Source data:
§
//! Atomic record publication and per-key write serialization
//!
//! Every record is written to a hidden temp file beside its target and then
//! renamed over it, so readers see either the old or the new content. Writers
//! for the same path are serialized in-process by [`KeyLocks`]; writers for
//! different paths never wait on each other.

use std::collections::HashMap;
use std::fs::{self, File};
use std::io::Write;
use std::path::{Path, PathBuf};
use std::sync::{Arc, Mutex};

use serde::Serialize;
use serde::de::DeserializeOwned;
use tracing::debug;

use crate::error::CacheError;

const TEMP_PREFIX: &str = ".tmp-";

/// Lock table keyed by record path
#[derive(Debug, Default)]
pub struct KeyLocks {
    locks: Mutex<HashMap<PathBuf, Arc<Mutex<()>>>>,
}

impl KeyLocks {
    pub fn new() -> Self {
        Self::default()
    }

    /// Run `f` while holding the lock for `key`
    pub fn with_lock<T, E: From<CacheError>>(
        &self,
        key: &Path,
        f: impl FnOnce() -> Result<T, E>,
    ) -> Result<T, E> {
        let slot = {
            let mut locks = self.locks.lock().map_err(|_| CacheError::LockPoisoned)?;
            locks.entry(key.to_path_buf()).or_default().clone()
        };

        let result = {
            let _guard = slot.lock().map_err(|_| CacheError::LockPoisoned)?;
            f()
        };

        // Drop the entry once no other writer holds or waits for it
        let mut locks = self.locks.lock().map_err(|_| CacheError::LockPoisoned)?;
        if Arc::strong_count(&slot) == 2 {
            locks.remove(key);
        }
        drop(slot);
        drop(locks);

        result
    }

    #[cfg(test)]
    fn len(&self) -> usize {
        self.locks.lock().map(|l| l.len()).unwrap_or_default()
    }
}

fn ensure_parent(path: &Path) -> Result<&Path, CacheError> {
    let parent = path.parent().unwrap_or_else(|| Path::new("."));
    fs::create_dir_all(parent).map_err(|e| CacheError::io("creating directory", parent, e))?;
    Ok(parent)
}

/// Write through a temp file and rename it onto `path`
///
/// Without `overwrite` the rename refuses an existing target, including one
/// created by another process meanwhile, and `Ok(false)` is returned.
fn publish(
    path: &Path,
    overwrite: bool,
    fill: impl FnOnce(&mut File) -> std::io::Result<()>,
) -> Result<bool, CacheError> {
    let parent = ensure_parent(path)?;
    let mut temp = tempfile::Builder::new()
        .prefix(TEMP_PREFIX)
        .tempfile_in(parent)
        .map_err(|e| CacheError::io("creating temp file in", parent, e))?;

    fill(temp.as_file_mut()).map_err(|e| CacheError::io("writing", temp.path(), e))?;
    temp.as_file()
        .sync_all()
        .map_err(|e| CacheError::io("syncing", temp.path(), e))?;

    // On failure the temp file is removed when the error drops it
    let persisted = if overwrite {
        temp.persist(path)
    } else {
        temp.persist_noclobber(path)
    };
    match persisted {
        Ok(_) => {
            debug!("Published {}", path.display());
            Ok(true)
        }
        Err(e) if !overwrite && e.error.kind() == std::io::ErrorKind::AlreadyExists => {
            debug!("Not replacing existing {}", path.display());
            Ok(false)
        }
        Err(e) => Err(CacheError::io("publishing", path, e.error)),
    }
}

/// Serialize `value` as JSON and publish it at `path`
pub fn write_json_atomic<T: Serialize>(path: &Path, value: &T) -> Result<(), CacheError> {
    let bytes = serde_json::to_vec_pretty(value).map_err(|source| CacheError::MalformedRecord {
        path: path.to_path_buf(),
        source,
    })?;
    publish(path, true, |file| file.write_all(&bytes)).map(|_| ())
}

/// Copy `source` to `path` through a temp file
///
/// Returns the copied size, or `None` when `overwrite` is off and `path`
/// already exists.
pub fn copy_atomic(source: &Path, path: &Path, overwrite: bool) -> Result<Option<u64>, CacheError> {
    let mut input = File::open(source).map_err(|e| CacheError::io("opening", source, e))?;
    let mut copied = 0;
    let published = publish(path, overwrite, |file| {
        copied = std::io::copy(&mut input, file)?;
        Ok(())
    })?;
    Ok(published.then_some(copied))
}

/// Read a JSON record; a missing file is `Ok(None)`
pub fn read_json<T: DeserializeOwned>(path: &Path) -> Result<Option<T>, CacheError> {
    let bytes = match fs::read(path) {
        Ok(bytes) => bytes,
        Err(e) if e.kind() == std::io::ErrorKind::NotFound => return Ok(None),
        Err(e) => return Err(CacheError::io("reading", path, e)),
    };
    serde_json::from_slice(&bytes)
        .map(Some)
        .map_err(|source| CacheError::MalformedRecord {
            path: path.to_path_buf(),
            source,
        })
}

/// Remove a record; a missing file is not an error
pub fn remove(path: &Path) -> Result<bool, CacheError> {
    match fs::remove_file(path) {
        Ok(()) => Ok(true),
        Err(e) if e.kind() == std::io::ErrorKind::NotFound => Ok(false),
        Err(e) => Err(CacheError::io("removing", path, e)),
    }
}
§
What is needed is a word-for-word copy of the material above.

Output for this exercise:
//! Atomic record publication and per-key write serialization
//!
//! Every record is written to a hidden temp file beside its target and then
//! renamed over it, so readers see either the old or the new content. Writers
//! for the same path are serialized in-process by [`KeyLocks`]; writers for
//! different paths never wait on each other.

use std::collections::HashMap;
use std::fs::{self, File};
use std::io::Write;
use std::path::{Path, PathBuf};
use std::sync::{Arc, Mutex};

use serde::Serialize;
use serde::de::DeserializeOwned;
use tracing::debug;

use crate::error::CacheError;

const TEMP_PREFIX: &str = ".tmp-";

/// Lock table keyed by record path
#[derive(Debug, Default)]
pub struct KeyLocks {
    locks: Mutex<HashMap<PathBuf, Arc<Mutex<()>>>>,
}

impl KeyLocks {
    pub fn new() -> Self {
        Self::default()
    }

    /// Run `f` while holding the lock for `key`
    pub fn with_lock<T, E: From<CacheError>>(
        &self,
        key: &Path,
        f: impl FnOnce() -> Result<T, E>,
    ) -> Result<T, E> {
        let slot = {
            let mut locks = self.locks.lock().map_err(|_| CacheError::LockPoisoned)?;
            locks.entry(key.to_path_buf()).or_default().clone()
        };

        let result = {
            let _guard = slot.lock().map_err(|_| CacheError::LockPoisoned)?;
            f()
        };

        // Drop the entry once no other writer holds or waits for it
        let mut locks = self.locks.lock().map_err(|_| CacheError::LockPoisoned)?;
        if Arc::strong_count(&slot) == 2 {
            locks.remove(key);
        }
        drop(slot);
        drop(locks);

        result
    }

    #[cfg(test)]
    fn len(&self) -> usize {
        self.locks.lock().map(|l| l.len()).unwrap_or_default()
    }
}

fn ensure_parent(path: &Path) -> Result<&Path, CacheError> {
    let parent = path.parent().unwrap_or_else(|| Path::new("."));
    fs::create_dir_all(parent).map_err(|e| CacheError::io("creating directory", parent, e))?;
    Ok(parent)
}

/// Write through a temp file and rename it onto `path`
///
/// Without `overwrite` the rename refuses an existing target, including one
/// created by another process meanwhile, and `Ok(false)` is returned.
fn publish(
    path: &Path,
    overwrite: bool,
    fill: impl FnOnce(&mut File) -> std::io::Result<()>,
) -> Result<bool, CacheError> {
    let parent = ensure_parent(path)?;
    let mut temp = tempfile::Builder::new()
        .prefix(TEMP_PREFIX)
        .tempfile_in(parent)
        .map_err(|e| CacheError::io("creating temp file in", parent, e))?;

    fill(temp.as_file_mut()).map_err(|e| CacheError::io("writing", temp.path(), e))?;
    temp.as_file()
        .sync_all()
        .map_err(|e| CacheError::io("syncing", temp.path(), e))?;

    // On failure the temp file is removed when the error drops it
    let persisted = if overwrite {
        temp.persist(path)
    } else {
        temp.persist_noclobber(path)
    };
    match persisted {
        Ok(_) => {
            debug!("Published {}", path.display());
            Ok(true)
        }
        Err(e) if !overwrite && e.error.kind() == std::io::ErrorKind::AlreadyExists => {
            debug!("Not replacing existing {}", path.display());
            Ok(false)
        }
        Err(e) => Err(CacheError::io("publishing", path, e.error)),
    }
}

/// Serialize `value` as JSON and publish it at `path`
pub fn write_json_atomic<T: Serialize>(path: &Path, value: &T) -> Result<(), CacheError> {
    let bytes = serde_json::to_vec_pretty(value).map_err(|source| CacheError::MalformedRecord {
        path: path.to_path_buf(),
        source,
    })?;
    publish(path, true, |file| file.write_all(&bytes)).map(|_| ())
}

/// Copy `source` to `path` through a temp file
///
/// Returns the copied size, or `None` when `overwrite` is off and `path`
/// already exists.
pub fn copy_atomic(source: &Path, path: &Path, overwrite: bool) -> Result<Option<u64>, CacheError> {
    let mut input = File::open(source).map_err(|e| CacheError::io("opening", source, e))?;
    let mut copied = 0;
    let published = publish(path, overwrite, |file| {
        copied = std::io::copy(&mut input, file)?;
        Ok(())
    })?;
    Ok(published.then_some(copied))
}

/// Read a JSON record; a missing file is `Ok(None)`
pub fn read_json<T: DeserializeOwned>(path: &Path) -> Result<Option<T>, CacheError> {
    let bytes = match fs::read(path) {
        Ok(bytes) => bytes,
        Err(e) if e.kind() == std::io::ErrorKind::NotFound => return Ok(None),
        Err(e) => return Err(CacheError::io("reading", path, e)),
    };
    serde_json::from_slice(&bytes)
        .map(Some)
        .map_err(|source| CacheError::MalformedRecord {
            path: path.to_path_buf(),
            source,
        })
}

/// Remove a record; a missing file is not an error
pub fn remove(path: &Path) -> Result<bool, CacheError> {
    match fs::remove_file(path) {
        Ok(()) => Ok(true),
        Err(e) if e.kind() == std::io::ErrorKind::NotFound => Ok(false),
        Err(e) => Err(CacheError::io("removing", path, e)),
    }
}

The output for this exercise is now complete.